The plight of Argentina forced Prebisch to reexamine the principle of
comparative advantage described by
David Ricardo, marking the creation of a new school of economic thought in the late 1940s. Prebisch separated out the purely theoretical aspects of economics from the actual practice of trade and the power structures that underlie trading institutions and agreements. His resulting division of the world into the economic "centre", consisting of industrialised nations such as the U.S., and the "periphery", consisting of primary producers, remains used to this day. As president of the
Central Bank of Argentina he had noticed that during the Great Depression the prices of primary products, such as agricultural goods, fell much more than the prices of manufactured secondary products. However, he and his colleagues were unable to specify the exact mechanism for the difference, beyond hypothesizing that supply conditions of primary and secondary goods were different in that while farmers planted the same amount every year regardless of the price they would get, manufacturers were able to reduce or increase capacity to respond to expected changes in demand. However, these ideas remained unformed until he was appointed executive director of the
Economic Commission for Latin America (ECLA or CEPAL) in 1950. Due to Prebisch's influence the ECLA became the center of
Third World activism in the UN, giving birth to the Latin American school of
structuralist economics.

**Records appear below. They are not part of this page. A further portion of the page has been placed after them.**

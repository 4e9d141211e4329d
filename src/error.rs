//! Error types for board operations.
//!
//! Every failure is per-operation and recoverable by retrying the gesture;
//! nothing here is fatal to the process.

use thiserror::Error;

use crate::models::CellKey;
use crate::view::ViewKind;

/// Crate result alias.
pub type Result<T, E = BoardError> = std::result::Result<T, E>;

/// Failure of the remote document store.
#[derive(Debug, Error)]
pub enum PersistenceError {
    /// Compare-and-swap write rejected: the stored document has moved on.
    #[error("version conflict on workspace {workspace_id}: expected {expected}, found {actual}")]
    VersionConflict {
        workspace_id: String,
        expected: u64,
        actual: u64,
    },

    /// The record addressed by a write does not exist.
    #[error("record not found: {0}")]
    NotFound(String),

    /// The backend could not be reached.
    #[error("persistence unavailable: {0}")]
    Unavailable(String),

    /// A document could not be encoded or decoded.
    #[error("document codec error: {0}")]
    Codec(#[from] serde_json::Error),
}

/// Main error type for grid, view, and placement operations.
#[derive(Debug, Error)]
pub enum BoardError {
    /// Target span is already claimed by another task.
    #[error("cell {key} is occupied by task {occupant}, cannot place task {requested}")]
    CellConflict {
        key: CellKey,
        occupant: String,
        requested: String,
    },

    /// Remote read or write failed.
    #[error(transparent)]
    Persistence(#[from] PersistenceError),

    /// Malformed input that breaks a data-model invariant.
    #[error("invariant violation: {0}")]
    InvariantViolation(String),

    #[error("task not found: {0}")]
    TaskNotFound(String),

    #[error("facility not found: {0}")]
    FacilityNotFound(String),

    /// Facility has no manpower, so no span can be computed.
    #[error("facility {0} has zero manpower")]
    ZeroManpower(String),

    /// Task duration must be at least one work-day.
    #[error("task {0} must have a positive duration")]
    ZeroDuration(String),

    /// Span is longer than the board accepts for one placement.
    #[error("task {task_id} would span {span} days, limit is {max}")]
    SpanTooLong {
        task_id: String,
        span: usize,
        max: usize,
    },

    /// Edits are only accepted while the day-granular view is selected.
    #[error("view {} is read-only", .0.name())]
    ReadOnlyView(ViewKind),

    #[error("configuration error: {0}")]
    Config(String),
}

impl BoardError {
    /// Whether retrying the same gesture may succeed without user changes.
    pub fn is_transient(&self) -> bool {
        matches!(
            self,
            Self::Persistence(PersistenceError::VersionConflict { .. })
                | Self::Persistence(PersistenceError::Unavailable(_))
        )
    }
}
//! Scheduling board domain models.
//!
//! Provides the data types shared by the grid, view, and placement
//! subsystems.
//!
//! # Domain Mappings
//!
//! | schedule-board | Manufacturing | Construction |
//! |----------------|--------------|--------------|
//! | Facility | Work station | Crew |
//! | Task | Production order | Work package |
//! | Cell | Station-day | Crew-day |

mod cell;
mod facility;
mod task;
mod time;

pub use cell::{CellKey, CellRecord, CellState};
pub use facility::{reindex_facilities, Facility};
pub use task::Task;
pub use time::{add_days, day_floor, days_between, TimeWindow, DAY_MS};
//! Day-granular time helpers.
//!
//! # Time Model
//! All timestamps are milliseconds since the Unix epoch (UTC). The board
//! works at day granularity: a "day timestamp" is a timestamp normalised to
//! UTC midnight with [`day_floor`].

use serde::{Deserialize, Serialize};

/// Milliseconds in one day.
pub const DAY_MS: i64 = 86_400_000;

/// Normalises a timestamp to UTC midnight of its day.
///
/// Uses Euclidean division, so timestamps before the epoch floor toward
/// the earlier day.
#[inline]
pub fn day_floor(time_ms: i64) -> i64 {
    time_ms.div_euclid(DAY_MS) * DAY_MS
}

/// Shifts a day timestamp by a whole number of days.
#[inline]
pub fn add_days(day_ms: i64, days: i64) -> i64 {
    day_ms + days * DAY_MS
}

/// Whole days from `from_ms` to `to_ms` (floored).
#[inline]
pub fn days_between(from_ms: i64, to_ms: i64) -> i64 {
    (to_ms - from_ms).div_euclid(DAY_MS)
}

/// A time interval [start, end).
///
/// Half-open interval: includes start, excludes end.
#[derive(Debug, Clone, Copy, Serialize, Deserialize, PartialEq, Eq)]
pub struct TimeWindow {
    /// Interval start (ms, inclusive).
    pub start_ms: i64,
    /// Interval end (ms, exclusive).
    pub end_ms: i64,
}

impl TimeWindow {
    /// Creates a new time window.
    pub fn new(start_ms: i64, end_ms: i64) -> Self {
        Self { start_ms, end_ms }
    }

    /// Window covering `days` whole days starting at the day of `start_ms`.
    pub fn days_from(start_ms: i64, days: i64) -> Self {
        let start = day_floor(start_ms);
        Self::new(start, add_days(start, days))
    }

    /// Duration of this window (ms).
    #[inline]
    pub fn duration_ms(&self) -> i64 {
        self.end_ms - self.start_ms
    }

    /// Number of whole days covered.
    #[inline]
    pub fn day_count(&self) -> i64 {
        days_between(self.start_ms, self.end_ms).max(0)
    }

    /// Whether a timestamp falls within this window.
    #[inline]
    pub fn contains(&self, time_ms: i64) -> bool {
        time_ms >= self.start_ms && time_ms < self.end_ms
    }
}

While many scholars perceive Prebisch as supporting
import substitution industrialization (ISI), in which a nation progressively changes its imports and internal production, focusing on industrialization, at the cost of imported "superfluous" goods in favor of capital and intermediate goods for a given period of time, Prebisch criticized protectionism, especially that practiced by
Juan Perón in Argentina, since 1956 and ISI since at least 1963. He advocated industrialization and economic cooperation, including through trade, among developing countries.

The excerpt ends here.